*WHAT IS BEING ASKED:* From the listing below, tally the lines that include "PaginatedResult". Return only the total.

*MATERIAL PROVIDED:*
--------------------
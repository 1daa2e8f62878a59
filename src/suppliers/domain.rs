pub mod model;
pub mod service;

use async_trait::async_trait;
use crate::core::library::LibraryResult;
use crate::suppliers::dto::SupplierDto;

#[async_trait]
pub(crate) trait SupplierService: Sync + Send {
    async fn add_supplier(&self, supplier: &SupplierDto) -> LibraryResult<SupplierDto>;
    async fn update_supplier(&self, supplier: &SupplierDto) -> LibraryResult<SupplierDto>;
    async fn remove_supplier(&self, id: &str) -> LibraryResult<()>;
    async fn find_supplier_by_id(&self, id: &str) -> LibraryResult<SupplierDto>;
    // field is one of name, contact or location; without a keyword every supplier is listed
    async fn search_suppliers(&self, field: Option<&str>, keyword: Option<&str>) -> LibraryResult<Vec<SupplierDto>>;
}
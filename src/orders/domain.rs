pub mod model;
pub mod service;

use async_trait::async_trait;
use crate::core::library::{LibraryResult, OrderStatus, PaymentStatus};
use crate::orders::dto::OrderDto;

#[async_trait]
pub(crate) trait OrderService: Sync + Send {
    // orders catalog books for a student, one line per book
    async fn place_order(&self, student_id: &str, book_ids: &[String]) -> LibraryResult<OrderDto>;
    // asks the library to acquire a title it does not hold
    async fn request_book(&self, student_id: &str, title: &str, author: &str) -> LibraryResult<OrderDto>;
    async fn list_student_orders(&self, student_id: &str) -> LibraryResult<Vec<OrderDto>>;
    async fn list_orders(&self, status: Option<OrderStatus>) -> LibraryResult<Vec<OrderDto>>;
    async fn update_orders(&self, order_ids: &[String], order_status: OrderStatus,
                           payment_status: PaymentStatus) -> LibraryResult<Vec<OrderDto>>;
}
use std::str::FromStr;
use serde::{Deserialize, Serialize};

// Identifiable defines common traits that can be shared by persistent objects
pub trait Identifiable : Sync + Send {
    fn id(&self) -> String;
    fn version(&self) -> i64;
}

// Configuration abstracts the business rules of a library branch. Money is kept in cents.
#[derive(Debug, PartialEq, Serialize, Deserialize, Clone)]
pub(crate) struct Configuration {
    pub branch_id: String,
    pub book_loan_days: i64,
    pub fine_per_day_cents: i64,
    pub max_fine_cents: i64,
    pub session_ttl_minutes: i64,
    pub max_order_items: usize,
}

impl Configuration {
    pub fn new(branch_id: &str) -> Self {
        Configuration {
            branch_id: branch_id.to_string(),
            book_loan_days: 7,
            fine_per_day_cents: 1_000,
            max_fine_cents: 10_000,
            session_ttl_minutes: 480,
            max_order_items: 20,
        }
    }

    // Overrides defaults with BOOKHIVE_* variables, ignoring values that do not parse.
    pub fn from_env(branch_id: &str) -> Self {
        let defaults = Configuration::new(branch_id);
        Configuration {
            branch_id: std::env::var("BOOKHIVE_BRANCH").unwrap_or(defaults.branch_id),
            book_loan_days: env_or("BOOKHIVE_LOAN_DAYS", defaults.book_loan_days),
            fine_per_day_cents: env_or("BOOKHIVE_FINE_PER_DAY_CENTS", defaults.fine_per_day_cents),
            max_fine_cents: env_or("BOOKHIVE_MAX_FINE_CENTS", defaults.max_fine_cents),
            session_ttl_minutes: env_or("BOOKHIVE_SESSION_TTL_MINUTES", defaults.session_ttl_minutes),
            max_order_items: env_or("BOOKHIVE_MAX_ORDER_ITEMS", defaults.max_order_items),
        }
    }
}

fn env_or<T: FromStr>(name: &str, default: T) -> T {
    std::env::var(name).ok()
        .and_then(|v| v.trim().parse::<T>().ok())
        .unwrap_or(default)
}

#[cfg(test)]
mod tests {
    use crate::core::domain::{Configuration, env_or};

    #[tokio::test]
    async fn test_should_build_config() {
        let config = Configuration::new("test");
        assert_eq!("test", config.branch_id.as_str());
        assert_eq!(7, config.book_loan_days);
        assert_eq!(1_000, config.fine_per_day_cents);
        assert_eq!(10_000, config.max_fine_cents);
        assert_eq!(20, config.max_order_items);
    }

    #[tokio::test]
    async fn test_should_fall_back_on_bad_env_values() {
        std::env::set_var("BOOKHIVE_TEST_LOAN_DAYS", "fourteen");
        assert_eq!(7, env_or("BOOKHIVE_TEST_LOAN_DAYS", 7));
        std::env::set_var("BOOKHIVE_TEST_LOAN_DAYS", " 14 ");
        assert_eq!(14, env_or("BOOKHIVE_TEST_LOAN_DAYS", 7));
        assert_eq!(3, env_or("BOOKHIVE_TEST_UNSET_VALUE", 3));
    }
}
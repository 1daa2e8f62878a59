use axum::{
    extract::{Path, State},
    http::HeaderMap,
    response::Json,
};
use serde_json::Value;
use crate::accounts::command::get_member_cmd::{GetMemberCommand, GetMemberCommandRequest, GetMemberCommandResponse};
use crate::accounts::command::login_cmd::{LoginCommand, LoginCommandRequest, LoginCommandResponse};
use crate::accounts::command::logout_cmd::{LogoutCommand, LogoutCommandRequest, LogoutCommandResponse};
use crate::accounts::command::register_member_cmd::{RegisterMemberCommand, RegisterMemberCommandRequest, RegisterMemberCommandResponse};
use crate::accounts::domain::AccountService;
use crate::accounts::dto::SessionDto;
use crate::accounts::factory;
use crate::core::command::{Command, CommandError};
use crate::core::controller::{AppState, json_to_server_error, ServerError, session_id};
use crate::core::library::Role;

async fn build_service(state: &AppState) -> Box<dyn AccountService> {
    factory::create_account_service(&state.config, state.store).await
}

// authorize resolves the x-session-id header to a live session, optionally of one role
pub(crate) async fn authorize(state: &AppState, headers: &HeaderMap, role: Option<Role>) -> Result<SessionDto, ServerError> {
    let session_id = session_id(headers)?;
    build_service(state).await.authorize(session_id.as_str(), role).await
        .map_err(|err| ServerError::from(CommandError::from(err)))
}

pub(crate) async fn register_student(
    State(state): State<AppState>,
    json: Json<Value>) -> Result<Json<RegisterMemberCommandResponse>, ServerError> {
    let req: RegisterMemberCommandRequest = serde_json::from_value(json.0).map_err(json_to_server_error)?;
    let svc = build_service(&state).await;
    let res = RegisterMemberCommand::new(svc, Role::Student).execute(req).await?;
    Ok(Json(res))
}

pub(crate) async fn register_librarian(
    State(state): State<AppState>,
    json: Json<Value>) -> Result<Json<RegisterMemberCommandResponse>, ServerError> {
    let req: RegisterMemberCommandRequest = serde_json::from_value(json.0).map_err(json_to_server_error)?;
    let svc = build_service(&state).await;
    let res = RegisterMemberCommand::new(svc, Role::Librarian).execute(req).await?;
    Ok(Json(res))
}

pub(crate) async fn login(
    State(state): State<AppState>,
    json: Json<Value>) -> Result<Json<LoginCommandResponse>, ServerError> {
    let req: LoginCommandRequest = serde_json::from_value(json.0).map_err(json_to_server_error)?;
    let svc = build_service(&state).await;
    let res = LoginCommand::new(svc).execute(req).await?;
    Ok(Json(res))
}

pub(crate) async fn logout(
    State(state): State<AppState>,
    headers: HeaderMap) -> Result<Json<LogoutCommandResponse>, ServerError> {
    let req = LogoutCommandRequest { session_id: session_id(&headers)? };
    let svc = build_service(&state).await;
    let res = LogoutCommand::new(svc).execute(req).await?;
    Ok(Json(res))
}

pub(crate) async fn find_me(
    State(state): State<AppState>,
    headers: HeaderMap) -> Result<Json<GetMemberCommandResponse>, ServerError> {
    let session = authorize(&state, &headers, None).await?;
    let req = GetMemberCommandRequest { member_id: session.member_id };
    let svc = build_service(&state).await;
    let res = GetMemberCommand::new(svc).execute(req).await?;
    Ok(Json(res))
}

pub(crate) async fn find_member_by_id(
    State(state): State<AppState>,
    headers: HeaderMap,
    Path(member_id): Path<String>) -> Result<Json<GetMemberCommandResponse>, ServerError> {
    let _ = authorize(&state, &headers, Some(Role::Librarian)).await?;
    let req = GetMemberCommandRequest { member_id };
    let svc = build_service(&state).await;
    let res = GetMemberCommand::new(svc).execute(req).await?;
    Ok(Json(res))
}

#[cfg(test)]
mod tests {
    use axum::extract::State;
    use axum::http::{HeaderMap, HeaderValue, StatusCode};
    use axum::response::Json;
    use serde_json::json;
    use uuid::Uuid;
    use crate::accounts::controller::{authorize, find_me, login, register_student};
    use crate::core::controller::{AppState, SESSION_HEADER};
    use crate::core::library::Role;
    use crate::core::repository::RepositoryStore;

    #[tokio::test]
    async fn test_should_register_login_and_find_me() {
        let state = AppState::new("test", RepositoryStore::InMemory);
        let number = format!("S-{}", Uuid::new_v4());
        let email = format!("{}@uni.edu", number);
        let registered = register_student(State(state.clone()), Json(json!({
            "student_number": number, "full_name": "Ada", "email": email, "password": "pw"})))
            .await.expect("should register");
        let session = login(State(state.clone()), Json(json!({"identifier": number, "password": "pw"})))
            .await.expect("should login").0.session;

        let mut headers = HeaderMap::new();
        headers.insert(SESSION_HEADER, HeaderValue::from_str(session.session_id.as_str()).expect("header"));
        let me = find_me(State(state.clone()), headers.clone()).await.expect("should find me");
        assert_eq!(registered.0.member.member_id, me.0.member.member_id);

        let err = authorize(&state, &headers, Some(Role::Librarian)).await.expect_err("should not grant");
        assert_eq!(StatusCode::FORBIDDEN, err.0);
        let err = authorize(&state, &HeaderMap::new(), None).await.expect_err("should require session");
        assert_eq!(StatusCode::UNAUTHORIZED, err.0);
    }

    #[tokio::test]
    async fn test_should_reject_malformed_registration() {
        let state = AppState::new("test", RepositoryStore::InMemory);
        let err = register_student(State(state), Json(json!({"full_name": "Ada"}))).await.expect_err("should fail");
        assert_eq!(StatusCode::BAD_REQUEST, err.0);
    }
}
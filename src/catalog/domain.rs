pub mod service;

use async_trait::async_trait;
use crate::books::dto::BookDto;
use crate::core::library::{LibraryResult, PaginatedResult};

#[async_trait]
pub(crate) trait CatalogService: Sync + Send {
    async fn add_book(&self, book: &BookDto) -> LibraryResult<BookDto>;
    async fn remove_book(&self, id: &str) -> LibraryResult<()>;
    async fn update_book(&self, book: &BookDto) -> LibraryResult<BookDto>;
    async fn find_book_by_id(&self, id: &str) -> LibraryResult<BookDto>;
    async fn list_available(&self, page: Option<&str>, page_size: usize) -> LibraryResult<PaginatedResult<BookDto>>;
    // keyword searches title, author and genre unless field names one of
    // title, author, genre or shelf_location
    async fn search_books(&self, keyword: Option<&str>, field: Option<&str>, available_only: bool) -> LibraryResult<Vec<BookDto>>;
    // takes one copy off the shelf
    async fn check_out_copy(&self, id: &str) -> LibraryResult<BookDto>;
    // puts one copy back on the shelf
    async fn check_in_copy(&self, id: &str) -> LibraryResult<BookDto>;
    // removes a lent copy for good; None when it was the last copy and the book left the catalog
    async fn write_off_copy(&self, id: &str) -> LibraryResult<Option<BookDto>>;
}
use crate::core::domain::Identifiable;

pub mod model;

pub(crate) trait Book: Identifiable {
    fn title(&self) -> String;
    fn price_cents(&self) -> i64;
    fn available_copies(&self) -> i64;
}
--------------------
*ANSWER TO THIS TASK:* 2